===== Dataset excerpts

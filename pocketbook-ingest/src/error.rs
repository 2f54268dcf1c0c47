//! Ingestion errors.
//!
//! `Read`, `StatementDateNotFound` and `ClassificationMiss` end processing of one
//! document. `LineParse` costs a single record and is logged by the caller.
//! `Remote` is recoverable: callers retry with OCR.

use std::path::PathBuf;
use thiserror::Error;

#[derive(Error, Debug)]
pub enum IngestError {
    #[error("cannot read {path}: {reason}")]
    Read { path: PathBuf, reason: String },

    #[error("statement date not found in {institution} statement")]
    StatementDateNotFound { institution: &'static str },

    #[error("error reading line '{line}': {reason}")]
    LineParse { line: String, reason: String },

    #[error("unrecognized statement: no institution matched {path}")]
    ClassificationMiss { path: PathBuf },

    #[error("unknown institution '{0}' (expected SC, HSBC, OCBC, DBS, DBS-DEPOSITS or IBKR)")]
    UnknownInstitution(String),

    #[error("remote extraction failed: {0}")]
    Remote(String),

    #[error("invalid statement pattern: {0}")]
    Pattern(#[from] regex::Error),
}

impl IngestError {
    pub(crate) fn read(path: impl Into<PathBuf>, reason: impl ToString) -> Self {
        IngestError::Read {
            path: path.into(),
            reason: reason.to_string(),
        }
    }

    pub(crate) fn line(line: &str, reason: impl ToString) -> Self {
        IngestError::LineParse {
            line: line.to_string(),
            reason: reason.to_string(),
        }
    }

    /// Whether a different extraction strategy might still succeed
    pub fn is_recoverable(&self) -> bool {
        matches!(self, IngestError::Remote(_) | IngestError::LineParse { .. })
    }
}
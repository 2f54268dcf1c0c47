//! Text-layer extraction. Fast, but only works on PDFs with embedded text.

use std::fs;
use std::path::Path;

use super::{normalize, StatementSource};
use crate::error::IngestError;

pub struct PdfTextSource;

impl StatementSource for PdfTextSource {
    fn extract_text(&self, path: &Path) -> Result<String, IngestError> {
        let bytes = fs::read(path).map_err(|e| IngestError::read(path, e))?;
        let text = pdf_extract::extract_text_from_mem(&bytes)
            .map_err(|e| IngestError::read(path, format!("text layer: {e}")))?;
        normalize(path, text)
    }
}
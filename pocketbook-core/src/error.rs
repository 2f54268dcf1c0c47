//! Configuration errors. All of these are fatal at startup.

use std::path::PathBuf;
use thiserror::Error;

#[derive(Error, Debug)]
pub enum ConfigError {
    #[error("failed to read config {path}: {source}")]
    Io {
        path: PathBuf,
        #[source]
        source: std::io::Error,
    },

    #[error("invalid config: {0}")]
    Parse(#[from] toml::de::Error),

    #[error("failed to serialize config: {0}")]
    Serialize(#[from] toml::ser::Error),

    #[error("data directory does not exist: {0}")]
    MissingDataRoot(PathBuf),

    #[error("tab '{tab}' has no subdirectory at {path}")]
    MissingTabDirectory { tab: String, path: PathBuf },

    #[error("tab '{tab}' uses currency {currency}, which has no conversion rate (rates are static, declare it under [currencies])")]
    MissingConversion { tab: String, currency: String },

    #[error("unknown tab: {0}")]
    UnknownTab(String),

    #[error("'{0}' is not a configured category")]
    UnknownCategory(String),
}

==========

- **What this task involves**: All records shown above must be set down again verbatim.

- **Reply**:
filename pocketbook-ingest/src/error.rs
repository 2f54268dcf1c0c47
//! Ingestion errors.
//!
//! `Read`, `StatementDateNotFound` and `ClassificationMiss` end processing of one
//! document. `LineParse` costs a single record and is logged by the caller.
//! `Remote` is recoverable: callers retry with OCR.

use std::path::PathBuf;
use thiserror::Error;

#[derive(Error, Debug)]
pub enum IngestError {
    #[error("cannot read {path}: {reason}")]
    Read { path: PathBuf, reason: String },

    #[error("statement date not found in {institution} statement")]
    StatementDateNotFound { institution: &'static str },

    #[error("error reading line '{line}': {reason}")]
    LineParse { line: String, reason: String },

    #[error("unrecognized statement: no institution matched {path}")]
    ClassificationMiss { path: PathBuf },

    #[error("unknown institution '{0}' (expected SC, HSBC, OCBC, DBS, DBS-DEPOSITS or IBKR)")]
    UnknownInstitution(String),

    #[error("remote extraction failed: {0}")]
    Remote(String),

    #[error("invalid statement pattern: {0}")]
    Pattern(#[from] regex::Error),
}

impl IngestError {
    pub(crate) fn read(path: impl Into<PathBuf>, reason: impl ToString) -> Self {
        IngestError::Read {
            path: path.into(),
            reason: reason.to_string(),
        }
    }

    pub(crate) fn line(line: &str, reason: impl ToString) -> Self {
        IngestError::LineParse {
            line: line.to_string(),
            reason: reason.to_string(),
        }
    }

    /// Whether a different extraction strategy might still succeed
    pub fn is_recoverable(&self) -> bool {
        matches!(self, IngestError::Remote(_) | IngestError::LineParse { .. })
    }
}
repository 2f54268dcf1c0c47
//! Text-layer extraction. Fast, but only works on PDFs with embedded text.

use std::fs;
use std::path::Path;

use super::{normalize, StatementSource};
use crate::error::IngestError;

pub struct PdfTextSource;

impl StatementSource for PdfTextSource {
    fn extract_text(&self, path: &Path) -> Result<String, IngestError> {
        let bytes = fs::read(path).map_err(|e| IngestError::read(path, e))?;
        let text = pdf_extract::extract_text_from_mem(&bytes)
            .map_err(|e| IngestError::read(path, format!("text layer: {e}")))?;
        normalize(path, text)
    }
}
filename pocketbook-core/src/error.rs
repository 2f54268dcf1c0c47
//! Configuration errors. All of these are fatal at startup.

use std::path::PathBuf;
use thiserror::Error;

#[derive(Error, Debug)]
pub enum ConfigError {
    #[error("failed to read config {path}: {source}")]
    Io {
        path: PathBuf,
        #[source]
        source: std::io::Error,
    },

    #[error("invalid config: {0}")]
    Parse(#[from] toml::de::Error),

    #[error("failed to serialize config: {0}")]
    Serialize(#[from] toml::ser::Error),

    #[error("data directory does not exist: {0}")]
    MissingDataRoot(PathBuf),

    #[error("tab '{tab}' has no subdirectory at {path}")]
    MissingTabDirectory { tab: String, path: PathBuf },

    #[error("tab '{tab}' uses currency {currency}, which has no conversion rate (rates are static, declare it under [currencies])")]
    MissingConversion { tab: String, currency: String },

    #[error("unknown tab: {0}")]
    UnknownTab(String),

    #[error("'{0}' is not a configured category")]
    UnknownCategory(String),
}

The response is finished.